HOW TO COMPLETE THIS TASK. From the material below, return every line that includes "summary".

EXCERPTED RECORDS.
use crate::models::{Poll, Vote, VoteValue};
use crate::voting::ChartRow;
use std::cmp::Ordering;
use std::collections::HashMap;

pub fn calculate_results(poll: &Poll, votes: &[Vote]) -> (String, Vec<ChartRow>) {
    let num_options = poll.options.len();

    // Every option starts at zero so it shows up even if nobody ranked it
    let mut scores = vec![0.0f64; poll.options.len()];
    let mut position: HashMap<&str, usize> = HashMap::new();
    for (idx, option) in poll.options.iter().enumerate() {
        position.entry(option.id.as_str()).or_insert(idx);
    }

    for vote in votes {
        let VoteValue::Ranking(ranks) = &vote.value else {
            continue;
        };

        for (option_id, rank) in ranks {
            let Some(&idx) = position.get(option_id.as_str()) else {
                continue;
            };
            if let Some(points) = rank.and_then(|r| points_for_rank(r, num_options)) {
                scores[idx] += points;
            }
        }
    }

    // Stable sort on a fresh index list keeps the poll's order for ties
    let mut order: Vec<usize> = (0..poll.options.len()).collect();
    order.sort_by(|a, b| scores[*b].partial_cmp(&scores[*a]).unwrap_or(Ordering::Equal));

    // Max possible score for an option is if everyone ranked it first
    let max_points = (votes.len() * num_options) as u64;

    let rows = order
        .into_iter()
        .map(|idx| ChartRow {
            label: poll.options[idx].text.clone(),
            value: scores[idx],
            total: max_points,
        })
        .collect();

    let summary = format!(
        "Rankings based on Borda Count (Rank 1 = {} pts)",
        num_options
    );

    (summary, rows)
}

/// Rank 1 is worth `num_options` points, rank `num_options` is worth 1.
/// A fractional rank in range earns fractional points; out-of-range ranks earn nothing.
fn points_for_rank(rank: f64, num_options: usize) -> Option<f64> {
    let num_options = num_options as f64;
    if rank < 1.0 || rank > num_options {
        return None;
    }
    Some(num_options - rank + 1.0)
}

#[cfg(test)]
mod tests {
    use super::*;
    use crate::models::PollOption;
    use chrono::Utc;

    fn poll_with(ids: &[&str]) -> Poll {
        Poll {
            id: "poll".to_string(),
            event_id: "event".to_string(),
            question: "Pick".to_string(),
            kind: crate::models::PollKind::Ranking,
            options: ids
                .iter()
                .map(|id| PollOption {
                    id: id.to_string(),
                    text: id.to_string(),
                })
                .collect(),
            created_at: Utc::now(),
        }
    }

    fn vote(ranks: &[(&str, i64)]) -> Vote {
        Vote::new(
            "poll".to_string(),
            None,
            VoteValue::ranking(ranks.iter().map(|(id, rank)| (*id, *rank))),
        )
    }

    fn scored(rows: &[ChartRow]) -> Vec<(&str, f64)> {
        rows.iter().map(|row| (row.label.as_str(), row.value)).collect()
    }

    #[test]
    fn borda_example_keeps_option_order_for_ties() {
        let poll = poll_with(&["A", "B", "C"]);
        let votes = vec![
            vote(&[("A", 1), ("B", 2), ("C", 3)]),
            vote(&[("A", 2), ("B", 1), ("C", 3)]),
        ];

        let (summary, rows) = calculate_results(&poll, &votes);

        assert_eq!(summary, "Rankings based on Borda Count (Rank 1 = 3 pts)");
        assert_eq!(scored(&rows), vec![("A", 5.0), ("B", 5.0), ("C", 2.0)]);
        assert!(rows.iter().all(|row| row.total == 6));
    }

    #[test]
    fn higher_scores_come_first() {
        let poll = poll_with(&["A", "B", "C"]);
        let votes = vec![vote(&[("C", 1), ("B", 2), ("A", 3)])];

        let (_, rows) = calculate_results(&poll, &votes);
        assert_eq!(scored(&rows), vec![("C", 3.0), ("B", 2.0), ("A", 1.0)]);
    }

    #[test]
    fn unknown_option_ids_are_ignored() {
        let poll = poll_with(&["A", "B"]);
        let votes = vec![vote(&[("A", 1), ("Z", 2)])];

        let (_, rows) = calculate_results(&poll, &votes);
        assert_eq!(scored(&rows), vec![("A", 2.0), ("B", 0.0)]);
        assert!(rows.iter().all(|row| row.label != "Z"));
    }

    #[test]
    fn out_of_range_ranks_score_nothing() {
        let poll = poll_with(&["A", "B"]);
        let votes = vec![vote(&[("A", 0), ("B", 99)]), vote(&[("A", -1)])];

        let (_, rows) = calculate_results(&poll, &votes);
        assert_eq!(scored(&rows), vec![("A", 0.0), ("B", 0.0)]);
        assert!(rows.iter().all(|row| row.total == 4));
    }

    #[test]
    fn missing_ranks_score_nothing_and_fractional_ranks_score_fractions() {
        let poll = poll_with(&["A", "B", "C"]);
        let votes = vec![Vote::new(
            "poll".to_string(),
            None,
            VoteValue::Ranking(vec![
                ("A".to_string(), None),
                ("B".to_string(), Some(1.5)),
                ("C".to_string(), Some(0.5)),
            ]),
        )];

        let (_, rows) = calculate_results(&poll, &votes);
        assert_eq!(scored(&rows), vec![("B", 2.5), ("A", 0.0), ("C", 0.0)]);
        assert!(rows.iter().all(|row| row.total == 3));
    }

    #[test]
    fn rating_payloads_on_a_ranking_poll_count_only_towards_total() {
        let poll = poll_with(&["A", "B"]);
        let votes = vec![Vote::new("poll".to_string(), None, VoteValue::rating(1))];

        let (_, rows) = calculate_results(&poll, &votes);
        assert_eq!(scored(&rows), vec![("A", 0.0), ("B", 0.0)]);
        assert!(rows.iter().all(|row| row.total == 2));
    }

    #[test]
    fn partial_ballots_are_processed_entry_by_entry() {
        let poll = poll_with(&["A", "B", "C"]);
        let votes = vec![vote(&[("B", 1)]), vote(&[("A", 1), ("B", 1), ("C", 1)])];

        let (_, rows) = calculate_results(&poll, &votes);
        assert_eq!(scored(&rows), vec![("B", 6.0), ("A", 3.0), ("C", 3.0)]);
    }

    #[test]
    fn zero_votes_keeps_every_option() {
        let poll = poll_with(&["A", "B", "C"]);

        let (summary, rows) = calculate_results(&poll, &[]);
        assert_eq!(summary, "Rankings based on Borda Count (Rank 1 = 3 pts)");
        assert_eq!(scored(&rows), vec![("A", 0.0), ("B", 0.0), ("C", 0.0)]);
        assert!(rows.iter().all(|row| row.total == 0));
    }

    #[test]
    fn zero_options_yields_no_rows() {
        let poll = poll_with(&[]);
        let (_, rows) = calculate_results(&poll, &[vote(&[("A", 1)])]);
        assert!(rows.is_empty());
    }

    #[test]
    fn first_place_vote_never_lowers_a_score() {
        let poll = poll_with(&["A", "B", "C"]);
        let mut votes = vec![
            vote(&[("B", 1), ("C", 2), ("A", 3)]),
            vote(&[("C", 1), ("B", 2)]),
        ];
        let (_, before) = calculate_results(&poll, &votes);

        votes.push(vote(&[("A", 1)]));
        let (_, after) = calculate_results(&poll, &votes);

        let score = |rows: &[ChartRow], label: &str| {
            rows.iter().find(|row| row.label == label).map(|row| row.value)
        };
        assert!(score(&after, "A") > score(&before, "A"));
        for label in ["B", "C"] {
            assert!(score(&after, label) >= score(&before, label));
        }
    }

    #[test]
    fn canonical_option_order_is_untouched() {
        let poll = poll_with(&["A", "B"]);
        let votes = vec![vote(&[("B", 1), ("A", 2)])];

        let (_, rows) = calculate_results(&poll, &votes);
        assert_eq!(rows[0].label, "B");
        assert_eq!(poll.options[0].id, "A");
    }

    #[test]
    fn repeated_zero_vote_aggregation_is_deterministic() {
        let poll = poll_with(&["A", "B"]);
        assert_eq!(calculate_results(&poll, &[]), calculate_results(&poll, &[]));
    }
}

* * *

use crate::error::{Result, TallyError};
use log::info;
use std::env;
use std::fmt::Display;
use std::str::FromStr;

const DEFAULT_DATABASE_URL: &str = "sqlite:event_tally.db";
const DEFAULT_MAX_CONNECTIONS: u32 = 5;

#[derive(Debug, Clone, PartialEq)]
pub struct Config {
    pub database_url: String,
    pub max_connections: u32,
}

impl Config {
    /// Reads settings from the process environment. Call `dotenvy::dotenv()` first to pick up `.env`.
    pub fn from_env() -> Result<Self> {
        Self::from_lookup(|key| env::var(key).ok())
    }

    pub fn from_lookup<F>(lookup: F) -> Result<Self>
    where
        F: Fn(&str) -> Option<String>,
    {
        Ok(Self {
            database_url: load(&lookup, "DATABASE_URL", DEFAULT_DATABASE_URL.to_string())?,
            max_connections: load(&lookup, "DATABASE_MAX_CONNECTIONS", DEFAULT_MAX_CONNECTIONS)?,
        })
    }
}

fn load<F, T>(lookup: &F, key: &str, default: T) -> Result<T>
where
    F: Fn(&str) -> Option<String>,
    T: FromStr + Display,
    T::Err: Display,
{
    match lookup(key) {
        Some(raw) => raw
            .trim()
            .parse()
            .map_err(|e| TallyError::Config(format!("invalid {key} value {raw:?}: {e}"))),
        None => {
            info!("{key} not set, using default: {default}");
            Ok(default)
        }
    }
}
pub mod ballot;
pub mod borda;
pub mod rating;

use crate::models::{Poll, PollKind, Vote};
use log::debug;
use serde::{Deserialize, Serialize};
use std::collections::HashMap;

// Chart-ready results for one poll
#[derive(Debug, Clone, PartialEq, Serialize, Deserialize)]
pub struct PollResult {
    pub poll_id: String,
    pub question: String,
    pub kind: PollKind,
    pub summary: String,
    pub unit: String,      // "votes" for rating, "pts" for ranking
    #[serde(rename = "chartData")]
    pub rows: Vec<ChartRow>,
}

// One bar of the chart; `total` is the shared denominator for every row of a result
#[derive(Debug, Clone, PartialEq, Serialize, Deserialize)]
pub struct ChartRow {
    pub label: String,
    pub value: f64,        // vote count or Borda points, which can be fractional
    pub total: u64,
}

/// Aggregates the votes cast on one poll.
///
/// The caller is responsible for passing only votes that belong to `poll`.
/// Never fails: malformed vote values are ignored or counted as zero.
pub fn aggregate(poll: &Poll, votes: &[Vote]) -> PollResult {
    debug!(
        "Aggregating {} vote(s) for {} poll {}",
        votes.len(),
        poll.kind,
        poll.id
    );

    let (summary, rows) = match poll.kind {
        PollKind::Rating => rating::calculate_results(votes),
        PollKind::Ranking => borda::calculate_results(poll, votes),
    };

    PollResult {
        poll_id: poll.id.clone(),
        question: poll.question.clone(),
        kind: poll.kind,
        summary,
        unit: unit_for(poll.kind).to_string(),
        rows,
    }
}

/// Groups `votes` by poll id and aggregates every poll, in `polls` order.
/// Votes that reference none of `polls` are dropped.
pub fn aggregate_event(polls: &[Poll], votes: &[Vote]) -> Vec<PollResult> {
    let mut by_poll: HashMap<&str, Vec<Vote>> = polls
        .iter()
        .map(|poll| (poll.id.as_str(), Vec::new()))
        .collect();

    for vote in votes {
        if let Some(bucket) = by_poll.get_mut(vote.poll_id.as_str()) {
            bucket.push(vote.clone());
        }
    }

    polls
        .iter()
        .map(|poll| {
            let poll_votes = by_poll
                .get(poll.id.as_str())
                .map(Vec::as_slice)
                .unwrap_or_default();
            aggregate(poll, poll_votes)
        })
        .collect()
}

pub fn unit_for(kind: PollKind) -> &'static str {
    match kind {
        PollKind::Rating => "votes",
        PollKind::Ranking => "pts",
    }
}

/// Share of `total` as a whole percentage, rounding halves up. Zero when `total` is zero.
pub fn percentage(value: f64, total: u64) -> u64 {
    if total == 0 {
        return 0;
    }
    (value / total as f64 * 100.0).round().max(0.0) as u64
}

ANSWER SECTION.
    let summary = format!(
    (summary, rows)
        let (summary, rows) = calculate_results(&poll, &votes);
        assert_eq!(summary, "Rankings based on Borda Count (Rank 1 = 3 pts)");
        let (summary, rows) = calculate_results(&poll, &[]);
        assert_eq!(summary, "Rankings based on Borda Count (Rank 1 = 3 pts)");
    pub summary: String,
    let (summary, rows) = match poll.kind {
        summary,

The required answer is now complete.